El gesto de su rostro cambió, sutil pero brutal. Una línea de dolor cruzó su frente. Su cuerpo se tensó, como si una corriente invisible lo atravesara. Jadeó, los ojos desorbitados. Su mano buscó apoyo, el aire, el borde de la mesa... no encontró nada.
Elizabeth se levantó de inmediato, la silla cayendo tras ella con un golpe seco.
—¡Erick! —gritó su nombre con una voz que no era la suya, un rugido nacido del alma.
Pero ya era tarde.
Flor de Mornis.
El nombre le estalló en la mente como un eco maldito.

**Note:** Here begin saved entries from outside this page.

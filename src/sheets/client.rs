//! Google Sheets REST client.
//!
//! Talks to the Sheets v4 API with `reqwest`. Every call is attempted
//! once; failures are returned to the caller as-is.

use super::auth::{ServiceAccountKey, TokenProvider};
use super::{Connection, DataSource, SheetError};
use crate::config::SheetConfig;
use crate::models::Table;
use reqwest::{Method, Url};
use serde::{Deserialize, Serialize};
use serde_json::{json, Value};
use tracing::{debug, info, warn};

const API_BASE: &str = "https://sheets.googleapis.com/v4/spreadsheets";

/// Response of `spreadsheets.values.get`.
#[derive(Debug, Deserialize)]
struct ValueRange {
    #[serde(default)]
    values: Vec<Vec<String>>,
}

/// Body of `spreadsheets.values.update`.
#[derive(Debug, Serialize)]
#[serde(rename_all = "camelCase")]
struct ValueUpdate<'a> {
    range: &'a str,
    major_dimension: &'static str,
    values: [Vec<String>; 1],
}

#[derive(Debug, Deserialize)]
struct SpreadsheetMeta {
    #[serde(default)]
    sheets: Vec<SheetEntry>,
}

#[derive(Debug, Deserialize)]
struct SheetEntry {
    properties: SheetProperties,
}

#[derive(Debug, Deserialize)]
#[serde(rename_all = "camelCase")]
struct SheetProperties {
    sheet_id: i64,
    title: String,
}

/// Client bound to one worksheet of one spreadsheet.
pub struct GoogleSheetsClient {
    http: reqwest::Client,
    auth: TokenProvider,
    spreadsheet_id: String,
    worksheet: String,
}

impl GoogleSheetsClient {
    /// Create a client. No network call is made here.
    pub fn new(config: &SheetConfig, key: ServiceAccountKey) -> Result<Self, SheetError> {
        let http = reqwest::Client::builder()
            .user_agent(concat!("ceria-skm/", env!("CARGO_PKG_VERSION")))
            .build()
            .map_err(|source| SheetError::Http {
                url: API_BASE.to_string(),
                source,
            })?;

        let auth = TokenProvider::new(key, http.clone())?;

        info!(
            "Sheets client ready for spreadsheet {} / worksheet '{}'",
            config.spreadsheet_id, config.worksheet
        );

        Ok(Self {
            http,
            auth,
            spreadsheet_id: config.spreadsheet_id.clone(),
            worksheet: config.worksheet.clone(),
        })
    }

    /// Resolve credentials and build a client, keeping any failure for
    /// later reporting.
    pub fn connect(config: &SheetConfig, inline_credentials: Option<&str>) -> Connection<Self> {
        match ServiceAccountKey::resolve(inline_credentials, config.credentials_file.as_deref())
            .and_then(|key| Self::new(config, key))
        {
            Ok(client) => Connection::ready(client),
            Err(e) => {
                warn!("Google Sheets client not initialized: {}", e);
                Connection::failed(e)
            }
        }
    }

    /// Worksheet name quoted for use in an A1 range.
    fn quoted_worksheet(&self) -> String {
        quote_sheet_name(&self.worksheet)
    }

    /// Build an endpoint URL below the spreadsheet resource.
    fn endpoint(&self, segments: &[&str]) -> Result<Url, SheetError> {
        let mut url = Url::parse(API_BASE).map_err(|e| SheetError::Malformed(e.to_string()))?;
        url.path_segments_mut()
            .map_err(|_| SheetError::Malformed(format!("cannot extend {}", API_BASE)))?
            .extend(segments);
        Ok(url)
    }

    /// Send an authorized request and decode the JSON response.
    async fn send<T: serde::de::DeserializeOwned>(
        &self,
        method: Method,
        url: Url,
        body: Option<Value>,
    ) -> Result<T, SheetError> {
        let token = self.auth.access_token().await?;
        let url_str = url.to_string();
        debug!("{} {}", method, url_str);

        let mut request = self.http.request(method, url).bearer_auth(token);
        if let Some(body) = body {
            request = request.json(&body);
        }

        let response = request.send().await.map_err(|source| SheetError::Http {
            url: url_str.clone(),
            source,
        })?;

        if !response.status().is_success() {
            let status = response.status();
            let body = response.text().await.unwrap_or_default();
            return Err(SheetError::Api { status, body });
        }

        response.json().await.map_err(|source| SheetError::Http {
            url: url_str,
            source,
        })
    }

    /// Numeric id of the configured worksheet, needed for row deletion.
    async fn sheet_id(&self) -> Result<i64, SheetError> {
        let mut url = self.endpoint(&[&self.spreadsheet_id])?;
        url.query_pairs_mut()
            .append_pair("fields", "sheets.properties(sheetId,title)");

        let meta: SpreadsheetMeta = self.send(Method::GET, url, None).await?;
        find_sheet_id(&meta, &self.worksheet)
            .ok_or_else(|| SheetError::WorksheetNotFound(self.worksheet.clone()))
    }
}

impl DataSource for GoogleSheetsClient {
    async fn fetch_all(&self) -> Result<Table, SheetError> {
        let range = self.quoted_worksheet();
        let mut url = self.endpoint(&[&self.spreadsheet_id, "values", &range])?;
        url.query_pairs_mut().append_pair("majorDimension", "ROWS");

        let values: ValueRange = self.send(Method::GET, url, None).await?;
        debug!("Fetched {} rows (header included)", values.values.len());

        Ok(Table::from_values(values.values))
    }

    async fn update_row(&self, range: &str, values: Vec<String>) -> Result<(), SheetError> {
        let full_range = format!("{}!{}", self.quoted_worksheet(), range);
        let mut url = self.endpoint(&[&self.spreadsheet_id, "values", &full_range])?;
        url.query_pairs_mut()
            .append_pair("valueInputOption", "USER_ENTERED");

        let body = ValueUpdate {
            range: &full_range,
            major_dimension: "ROWS",
            values: [values],
        };
        let body = serde_json::to_value(&body).map_err(|e| SheetError::Malformed(e.to_string()))?;

        let _: Value = self.send(Method::PUT, url, Some(body)).await?;
        info!("Updated range {}", full_range);
        Ok(())
    }

    async fn delete_row(&self, sheet_row: usize) -> Result<(), SheetError> {
        if sheet_row == 0 {
            return Err(SheetError::Malformed("sheet rows are 1-based".to_string()));
        }

        let sheet_id = self.sheet_id().await?;
        let batch = format!("{}:batchUpdate", self.spreadsheet_id);
        let url = self.endpoint(&[&batch])?;

        let _: Value = self
            .send(Method::POST, url, Some(delete_row_request(sheet_id, sheet_row)))
            .await?;
        info!("Deleted sheet row {}", sheet_row);
        Ok(())
    }
}

/// Quote a worksheet title for A1 notation (`'It''s'`).
fn quote_sheet_name(name: &str) -> String {
    format!("'{}'", name.replace('\'', "''"))
}

fn find_sheet_id(meta: &SpreadsheetMeta, worksheet: &str) -> Option<i64> {
    meta.sheets
        .iter()
        .find(|s| s.properties.title == worksheet)
        .map(|s| s.properties.sheet_id)
}

/// `batchUpdate` body deleting one 1-based sheet row.
fn delete_row_request(sheet_id: i64, sheet_row: usize) -> Value {
    json!({
        "requests": [{
            "deleteDimension": {
                "range": {
                    "sheetId": sheet_id,
                    "dimension": "ROWS",
                    "startIndex": sheet_row - 1,
                    "endIndex": sheet_row,
                }
            }
        }]
    })
}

Una planta usada por alquimistas en guerras antiguas, conocida por matar la mente antes que el cuerpo. Sutil, indetectable si se mezclaba con vino oscuro. Su efecto era inmediato. Irreversible si no se actuaba a tiempo.
Las pupilas de Erick se dilataron, negras como pozos sin fondo. Su rostro perdió el color, transformándose en una máscara pálida. Y cayó.
El impacto sacudió la mesa. Los postres rodaron al suelo como joyas rotas. Un jarrón de vino tinto se volcó, derramándose sobre el mantel blanco con la brutal belleza de una herida abierta.
Entonces el caos se desató.
Gritos. Sillas arrastradas. Reinas alzando sus faldas para huir. Reyes corriendo. Guardias protegiendo.
Pero no Elizabeth.
Ella no entró en pánico.
Ella se convirtió en tempestad.
Se arrodilló junto a su hijo, lo sostuvo contra su pecho, buscó con desesperación cualquier señal de vida. Su piel estaba fría. Su respiración, errática. Su mirada... vacía. Elizabeth gritó órdenes con una claridad que cortaba el aire como acero afilado.
—¡Guardias! ¡Sellen las puertas! ¡Nadie entra ni sale!
Sus palabras fueron ley. Las puertas principales se cerraron con un estruendo final, como el portón de una tumba.
Los nobles protestaron, se revolvieron como animales atrapados, pero ya no eran invitados. Eran sospechosos. Y Elizabeth, la madre, la reina, la furia encarnada, no estaba dispuesta a mostrar clemencia.
Tomó la cara de Erick entre sus manos con una ternura desesperada.
—Erick... mírame. Escúchame. Quédate conmigo —murmuró, su voz quebrándose por primera vez—. No te vayas, mi niño. No ahora.
Pero él no respondía. Solo el leve ascenso de su pecho le decía que aún respiraba.
Elizabeth levantó la vista. Sus ojos recorrieron a cada noble, a cada invitado, a cada sirviente. Su mirada era hielo puro, inquisidora, brutal. Alguien en esa sala había querido matar a su hijo.
Y lo iban a pagar.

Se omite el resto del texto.